* **INSTRUCTIONS TO FOLLOW**: Give back each line of the material that contains the word "DateTime".
□ □ □
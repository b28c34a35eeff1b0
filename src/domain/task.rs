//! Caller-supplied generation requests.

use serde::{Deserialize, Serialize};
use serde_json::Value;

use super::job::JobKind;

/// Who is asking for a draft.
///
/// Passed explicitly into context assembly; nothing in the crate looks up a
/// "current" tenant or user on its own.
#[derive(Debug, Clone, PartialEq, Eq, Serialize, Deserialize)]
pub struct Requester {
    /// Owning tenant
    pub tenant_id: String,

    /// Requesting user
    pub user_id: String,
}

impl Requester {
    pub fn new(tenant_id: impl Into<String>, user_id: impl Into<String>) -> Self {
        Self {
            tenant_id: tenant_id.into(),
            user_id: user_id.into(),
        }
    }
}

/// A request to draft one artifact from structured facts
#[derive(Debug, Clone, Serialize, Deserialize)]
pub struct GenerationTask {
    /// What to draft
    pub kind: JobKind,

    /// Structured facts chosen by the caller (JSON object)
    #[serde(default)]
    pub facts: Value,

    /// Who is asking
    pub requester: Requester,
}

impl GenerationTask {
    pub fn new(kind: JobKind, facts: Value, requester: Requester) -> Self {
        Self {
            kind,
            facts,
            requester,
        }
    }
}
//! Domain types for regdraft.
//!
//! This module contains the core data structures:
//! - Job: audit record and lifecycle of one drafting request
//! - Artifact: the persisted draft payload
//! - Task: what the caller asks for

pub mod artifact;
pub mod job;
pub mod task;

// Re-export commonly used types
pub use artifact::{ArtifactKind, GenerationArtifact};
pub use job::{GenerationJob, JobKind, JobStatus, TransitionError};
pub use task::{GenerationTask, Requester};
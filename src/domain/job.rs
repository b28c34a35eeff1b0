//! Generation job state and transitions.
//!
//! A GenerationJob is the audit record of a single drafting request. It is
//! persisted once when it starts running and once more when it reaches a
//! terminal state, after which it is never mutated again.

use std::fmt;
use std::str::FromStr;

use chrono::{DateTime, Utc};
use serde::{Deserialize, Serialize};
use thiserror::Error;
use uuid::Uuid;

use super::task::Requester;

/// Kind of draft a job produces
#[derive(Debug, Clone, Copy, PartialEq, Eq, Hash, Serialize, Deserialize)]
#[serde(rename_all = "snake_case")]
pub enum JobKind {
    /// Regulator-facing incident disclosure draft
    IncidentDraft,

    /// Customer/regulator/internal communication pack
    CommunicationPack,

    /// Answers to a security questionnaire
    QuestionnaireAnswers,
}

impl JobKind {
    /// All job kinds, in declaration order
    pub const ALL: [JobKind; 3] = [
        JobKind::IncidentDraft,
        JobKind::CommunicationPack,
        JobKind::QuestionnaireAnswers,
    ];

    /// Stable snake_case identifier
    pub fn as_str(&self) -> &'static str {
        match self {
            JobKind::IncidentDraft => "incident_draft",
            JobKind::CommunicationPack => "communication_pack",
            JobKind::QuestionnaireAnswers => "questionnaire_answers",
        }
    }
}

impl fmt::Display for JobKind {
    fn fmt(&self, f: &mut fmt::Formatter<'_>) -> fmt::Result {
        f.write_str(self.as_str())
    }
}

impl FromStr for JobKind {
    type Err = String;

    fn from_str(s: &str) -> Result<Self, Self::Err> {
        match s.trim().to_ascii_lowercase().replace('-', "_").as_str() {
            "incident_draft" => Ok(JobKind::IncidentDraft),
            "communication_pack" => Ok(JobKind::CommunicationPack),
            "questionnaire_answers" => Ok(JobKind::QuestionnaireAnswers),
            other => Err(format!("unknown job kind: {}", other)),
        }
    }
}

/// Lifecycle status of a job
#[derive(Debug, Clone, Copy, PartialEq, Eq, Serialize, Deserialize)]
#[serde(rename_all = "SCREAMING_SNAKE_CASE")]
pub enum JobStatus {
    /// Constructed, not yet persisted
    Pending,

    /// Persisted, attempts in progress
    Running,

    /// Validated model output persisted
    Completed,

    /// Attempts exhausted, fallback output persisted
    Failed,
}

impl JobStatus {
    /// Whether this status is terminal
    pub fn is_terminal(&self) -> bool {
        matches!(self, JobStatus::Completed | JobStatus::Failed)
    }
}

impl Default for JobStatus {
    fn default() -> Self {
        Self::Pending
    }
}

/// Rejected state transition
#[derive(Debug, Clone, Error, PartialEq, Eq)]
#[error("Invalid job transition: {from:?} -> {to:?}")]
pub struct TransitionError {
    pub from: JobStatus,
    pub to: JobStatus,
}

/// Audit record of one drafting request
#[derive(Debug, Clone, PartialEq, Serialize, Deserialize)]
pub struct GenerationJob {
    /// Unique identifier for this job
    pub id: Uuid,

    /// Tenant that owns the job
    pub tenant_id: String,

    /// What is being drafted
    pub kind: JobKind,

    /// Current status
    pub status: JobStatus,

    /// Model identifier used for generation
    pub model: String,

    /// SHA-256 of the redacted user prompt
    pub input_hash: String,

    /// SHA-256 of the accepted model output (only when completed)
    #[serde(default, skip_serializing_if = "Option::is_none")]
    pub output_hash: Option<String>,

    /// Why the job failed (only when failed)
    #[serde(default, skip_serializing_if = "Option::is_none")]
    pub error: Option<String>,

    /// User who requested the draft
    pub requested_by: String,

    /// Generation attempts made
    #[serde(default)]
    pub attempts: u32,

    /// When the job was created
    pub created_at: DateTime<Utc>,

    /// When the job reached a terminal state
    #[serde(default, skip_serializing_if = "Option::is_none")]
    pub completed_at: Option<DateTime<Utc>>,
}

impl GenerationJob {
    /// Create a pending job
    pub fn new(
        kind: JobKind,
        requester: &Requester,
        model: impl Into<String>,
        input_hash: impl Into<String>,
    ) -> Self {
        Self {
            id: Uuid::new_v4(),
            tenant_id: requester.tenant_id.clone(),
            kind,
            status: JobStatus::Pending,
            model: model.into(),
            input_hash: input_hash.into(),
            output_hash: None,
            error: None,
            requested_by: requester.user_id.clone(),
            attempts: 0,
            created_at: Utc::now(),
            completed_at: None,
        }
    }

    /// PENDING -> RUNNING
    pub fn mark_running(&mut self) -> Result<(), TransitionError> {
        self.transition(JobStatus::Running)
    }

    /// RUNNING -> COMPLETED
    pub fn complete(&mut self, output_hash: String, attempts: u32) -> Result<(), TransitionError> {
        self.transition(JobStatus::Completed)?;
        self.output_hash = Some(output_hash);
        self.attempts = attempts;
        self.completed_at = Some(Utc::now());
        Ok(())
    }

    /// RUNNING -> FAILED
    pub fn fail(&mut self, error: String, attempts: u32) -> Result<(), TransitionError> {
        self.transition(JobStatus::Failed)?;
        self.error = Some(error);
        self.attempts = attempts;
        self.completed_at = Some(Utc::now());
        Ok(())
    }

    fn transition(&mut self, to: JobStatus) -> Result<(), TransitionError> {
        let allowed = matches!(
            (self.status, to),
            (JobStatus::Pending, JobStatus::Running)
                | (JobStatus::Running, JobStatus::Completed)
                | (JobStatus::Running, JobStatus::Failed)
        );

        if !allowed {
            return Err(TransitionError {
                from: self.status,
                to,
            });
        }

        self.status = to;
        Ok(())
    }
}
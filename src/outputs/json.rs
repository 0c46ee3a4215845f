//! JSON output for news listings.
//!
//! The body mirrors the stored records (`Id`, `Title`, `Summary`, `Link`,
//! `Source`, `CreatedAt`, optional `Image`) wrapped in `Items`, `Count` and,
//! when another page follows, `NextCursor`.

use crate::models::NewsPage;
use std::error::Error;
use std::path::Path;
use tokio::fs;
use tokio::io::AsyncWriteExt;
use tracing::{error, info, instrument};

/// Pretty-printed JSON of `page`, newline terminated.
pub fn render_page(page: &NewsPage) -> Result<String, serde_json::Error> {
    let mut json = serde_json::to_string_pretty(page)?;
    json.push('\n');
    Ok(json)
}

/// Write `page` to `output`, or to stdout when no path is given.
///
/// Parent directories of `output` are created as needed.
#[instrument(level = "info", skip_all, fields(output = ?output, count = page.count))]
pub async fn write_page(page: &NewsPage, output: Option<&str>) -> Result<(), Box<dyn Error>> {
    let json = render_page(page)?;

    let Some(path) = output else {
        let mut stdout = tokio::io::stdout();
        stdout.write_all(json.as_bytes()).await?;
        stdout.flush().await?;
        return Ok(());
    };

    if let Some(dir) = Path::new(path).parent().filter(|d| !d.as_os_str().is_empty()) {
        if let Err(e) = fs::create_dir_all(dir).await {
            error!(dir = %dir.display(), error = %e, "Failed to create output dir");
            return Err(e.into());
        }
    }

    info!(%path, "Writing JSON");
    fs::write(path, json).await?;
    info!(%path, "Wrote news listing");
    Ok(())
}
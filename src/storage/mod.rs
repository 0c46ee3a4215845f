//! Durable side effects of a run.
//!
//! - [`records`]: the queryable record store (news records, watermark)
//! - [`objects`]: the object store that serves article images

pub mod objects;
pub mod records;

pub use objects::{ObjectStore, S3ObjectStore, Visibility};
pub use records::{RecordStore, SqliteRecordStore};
□ □ □
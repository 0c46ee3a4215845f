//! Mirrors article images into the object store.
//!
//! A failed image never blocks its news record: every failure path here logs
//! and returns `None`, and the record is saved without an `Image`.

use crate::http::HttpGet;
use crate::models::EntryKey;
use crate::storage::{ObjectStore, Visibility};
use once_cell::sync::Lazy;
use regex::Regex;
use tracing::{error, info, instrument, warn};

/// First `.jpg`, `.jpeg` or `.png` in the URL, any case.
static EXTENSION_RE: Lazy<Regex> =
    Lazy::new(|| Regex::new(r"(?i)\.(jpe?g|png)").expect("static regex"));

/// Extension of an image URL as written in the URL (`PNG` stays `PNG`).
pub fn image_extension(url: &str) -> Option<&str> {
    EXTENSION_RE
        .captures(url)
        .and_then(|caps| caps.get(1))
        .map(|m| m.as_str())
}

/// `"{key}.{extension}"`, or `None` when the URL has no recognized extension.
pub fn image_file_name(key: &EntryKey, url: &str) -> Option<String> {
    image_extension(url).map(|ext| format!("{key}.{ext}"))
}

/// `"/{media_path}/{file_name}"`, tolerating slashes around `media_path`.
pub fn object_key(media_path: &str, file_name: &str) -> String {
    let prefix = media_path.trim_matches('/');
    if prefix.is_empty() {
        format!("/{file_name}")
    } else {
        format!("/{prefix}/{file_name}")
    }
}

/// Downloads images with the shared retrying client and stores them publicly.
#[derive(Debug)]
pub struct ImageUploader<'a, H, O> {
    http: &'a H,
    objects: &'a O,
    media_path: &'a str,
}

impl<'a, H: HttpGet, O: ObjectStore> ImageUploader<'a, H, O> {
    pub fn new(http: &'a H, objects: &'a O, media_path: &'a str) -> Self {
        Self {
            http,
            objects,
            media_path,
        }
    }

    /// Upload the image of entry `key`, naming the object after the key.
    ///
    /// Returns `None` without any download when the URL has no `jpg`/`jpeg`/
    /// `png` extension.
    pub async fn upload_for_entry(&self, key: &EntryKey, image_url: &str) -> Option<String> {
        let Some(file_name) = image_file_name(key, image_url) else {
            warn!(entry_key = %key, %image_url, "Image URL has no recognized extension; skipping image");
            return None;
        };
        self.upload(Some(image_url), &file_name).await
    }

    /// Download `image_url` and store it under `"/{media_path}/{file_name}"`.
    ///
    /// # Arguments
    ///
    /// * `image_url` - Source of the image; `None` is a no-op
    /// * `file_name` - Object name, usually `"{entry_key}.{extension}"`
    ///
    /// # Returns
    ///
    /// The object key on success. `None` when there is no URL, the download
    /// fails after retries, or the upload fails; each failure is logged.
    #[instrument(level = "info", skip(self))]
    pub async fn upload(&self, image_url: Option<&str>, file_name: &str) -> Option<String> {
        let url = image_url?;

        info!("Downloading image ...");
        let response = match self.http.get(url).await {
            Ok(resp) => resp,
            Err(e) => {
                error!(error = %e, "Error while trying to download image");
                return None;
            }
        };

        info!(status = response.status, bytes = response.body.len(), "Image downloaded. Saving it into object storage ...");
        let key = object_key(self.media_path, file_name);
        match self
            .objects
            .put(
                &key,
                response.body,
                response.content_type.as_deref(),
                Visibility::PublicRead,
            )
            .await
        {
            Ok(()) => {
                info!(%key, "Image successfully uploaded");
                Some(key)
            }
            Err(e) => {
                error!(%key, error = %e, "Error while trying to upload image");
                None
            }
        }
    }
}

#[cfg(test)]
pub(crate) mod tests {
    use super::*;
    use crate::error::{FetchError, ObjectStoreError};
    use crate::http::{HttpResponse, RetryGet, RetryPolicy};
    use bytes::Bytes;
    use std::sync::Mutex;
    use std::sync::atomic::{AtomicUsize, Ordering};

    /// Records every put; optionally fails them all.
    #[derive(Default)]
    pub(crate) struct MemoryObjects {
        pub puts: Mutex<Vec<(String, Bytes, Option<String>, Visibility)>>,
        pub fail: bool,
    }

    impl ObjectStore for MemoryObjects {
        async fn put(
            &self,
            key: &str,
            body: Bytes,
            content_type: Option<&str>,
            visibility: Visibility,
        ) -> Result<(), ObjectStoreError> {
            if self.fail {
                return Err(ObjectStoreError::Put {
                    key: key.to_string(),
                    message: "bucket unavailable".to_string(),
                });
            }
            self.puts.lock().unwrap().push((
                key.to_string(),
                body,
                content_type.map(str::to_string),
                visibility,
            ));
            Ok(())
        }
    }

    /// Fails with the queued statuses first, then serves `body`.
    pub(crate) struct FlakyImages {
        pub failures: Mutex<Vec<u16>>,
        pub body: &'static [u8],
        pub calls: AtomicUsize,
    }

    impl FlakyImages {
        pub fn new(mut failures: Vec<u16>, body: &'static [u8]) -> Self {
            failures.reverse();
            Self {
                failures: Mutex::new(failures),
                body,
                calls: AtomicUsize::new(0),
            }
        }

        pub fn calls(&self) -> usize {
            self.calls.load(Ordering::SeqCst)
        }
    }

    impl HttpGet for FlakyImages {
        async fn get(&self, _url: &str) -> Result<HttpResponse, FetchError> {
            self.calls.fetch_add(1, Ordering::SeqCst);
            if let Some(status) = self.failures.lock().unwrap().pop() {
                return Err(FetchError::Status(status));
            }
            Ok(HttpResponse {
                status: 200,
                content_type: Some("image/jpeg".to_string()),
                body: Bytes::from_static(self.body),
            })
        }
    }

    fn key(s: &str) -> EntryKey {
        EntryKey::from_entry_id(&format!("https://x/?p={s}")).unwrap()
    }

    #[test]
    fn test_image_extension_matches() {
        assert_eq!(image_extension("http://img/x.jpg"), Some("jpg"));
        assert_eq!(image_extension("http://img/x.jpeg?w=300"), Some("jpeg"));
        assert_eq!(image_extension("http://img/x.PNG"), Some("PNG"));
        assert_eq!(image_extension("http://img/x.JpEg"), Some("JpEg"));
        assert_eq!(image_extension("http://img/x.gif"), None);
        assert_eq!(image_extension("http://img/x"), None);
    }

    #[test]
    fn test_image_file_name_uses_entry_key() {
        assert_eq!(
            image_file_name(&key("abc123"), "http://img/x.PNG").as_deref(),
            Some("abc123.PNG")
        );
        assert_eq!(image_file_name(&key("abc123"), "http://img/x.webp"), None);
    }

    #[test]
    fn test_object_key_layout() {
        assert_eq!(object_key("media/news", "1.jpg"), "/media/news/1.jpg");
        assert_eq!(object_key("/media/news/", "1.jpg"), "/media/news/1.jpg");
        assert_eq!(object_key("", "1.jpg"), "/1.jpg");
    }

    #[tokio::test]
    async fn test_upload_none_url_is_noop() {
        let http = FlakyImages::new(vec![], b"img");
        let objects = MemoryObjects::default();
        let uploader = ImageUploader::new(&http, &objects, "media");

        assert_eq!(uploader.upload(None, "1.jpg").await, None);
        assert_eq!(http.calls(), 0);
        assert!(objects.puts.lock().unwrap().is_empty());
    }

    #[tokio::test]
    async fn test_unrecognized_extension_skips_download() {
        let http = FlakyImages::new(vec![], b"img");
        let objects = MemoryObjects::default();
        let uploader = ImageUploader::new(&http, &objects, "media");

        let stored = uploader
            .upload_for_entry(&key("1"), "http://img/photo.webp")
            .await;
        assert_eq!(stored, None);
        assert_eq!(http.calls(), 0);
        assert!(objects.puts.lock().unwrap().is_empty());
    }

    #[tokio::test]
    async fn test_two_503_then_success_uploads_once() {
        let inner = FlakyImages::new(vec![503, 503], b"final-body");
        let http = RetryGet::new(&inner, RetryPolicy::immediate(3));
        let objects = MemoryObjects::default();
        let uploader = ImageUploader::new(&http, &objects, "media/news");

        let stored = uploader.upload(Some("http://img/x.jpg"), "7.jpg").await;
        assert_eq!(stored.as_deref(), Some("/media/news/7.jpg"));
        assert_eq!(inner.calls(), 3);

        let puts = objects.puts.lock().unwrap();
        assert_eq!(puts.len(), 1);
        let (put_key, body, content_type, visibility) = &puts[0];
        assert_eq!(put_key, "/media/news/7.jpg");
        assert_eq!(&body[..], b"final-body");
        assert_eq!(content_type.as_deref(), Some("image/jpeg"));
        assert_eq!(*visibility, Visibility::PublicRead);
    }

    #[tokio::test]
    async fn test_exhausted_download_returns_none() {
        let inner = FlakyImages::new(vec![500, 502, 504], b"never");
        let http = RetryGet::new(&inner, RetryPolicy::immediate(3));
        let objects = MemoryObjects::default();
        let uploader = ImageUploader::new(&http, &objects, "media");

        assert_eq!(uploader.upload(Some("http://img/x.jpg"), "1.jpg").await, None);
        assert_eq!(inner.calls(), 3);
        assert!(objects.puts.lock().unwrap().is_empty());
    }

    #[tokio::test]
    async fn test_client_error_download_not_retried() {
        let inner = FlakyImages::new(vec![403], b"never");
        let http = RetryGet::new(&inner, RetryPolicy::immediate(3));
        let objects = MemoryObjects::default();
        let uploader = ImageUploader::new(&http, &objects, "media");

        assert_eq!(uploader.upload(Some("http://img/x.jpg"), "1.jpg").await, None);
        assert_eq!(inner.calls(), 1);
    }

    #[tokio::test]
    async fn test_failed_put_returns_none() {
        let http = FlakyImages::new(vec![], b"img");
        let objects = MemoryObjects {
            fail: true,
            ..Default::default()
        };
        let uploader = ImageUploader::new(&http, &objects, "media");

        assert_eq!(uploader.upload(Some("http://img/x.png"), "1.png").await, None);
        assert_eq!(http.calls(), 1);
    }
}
□ □ □
* **OUTPUT OF THE EXERCISE**:
use chrono::{DateTime, Utc};
    pub created_at: DateTime<Utc>,
    pub completed_at: Option<DateTime<Utc>>,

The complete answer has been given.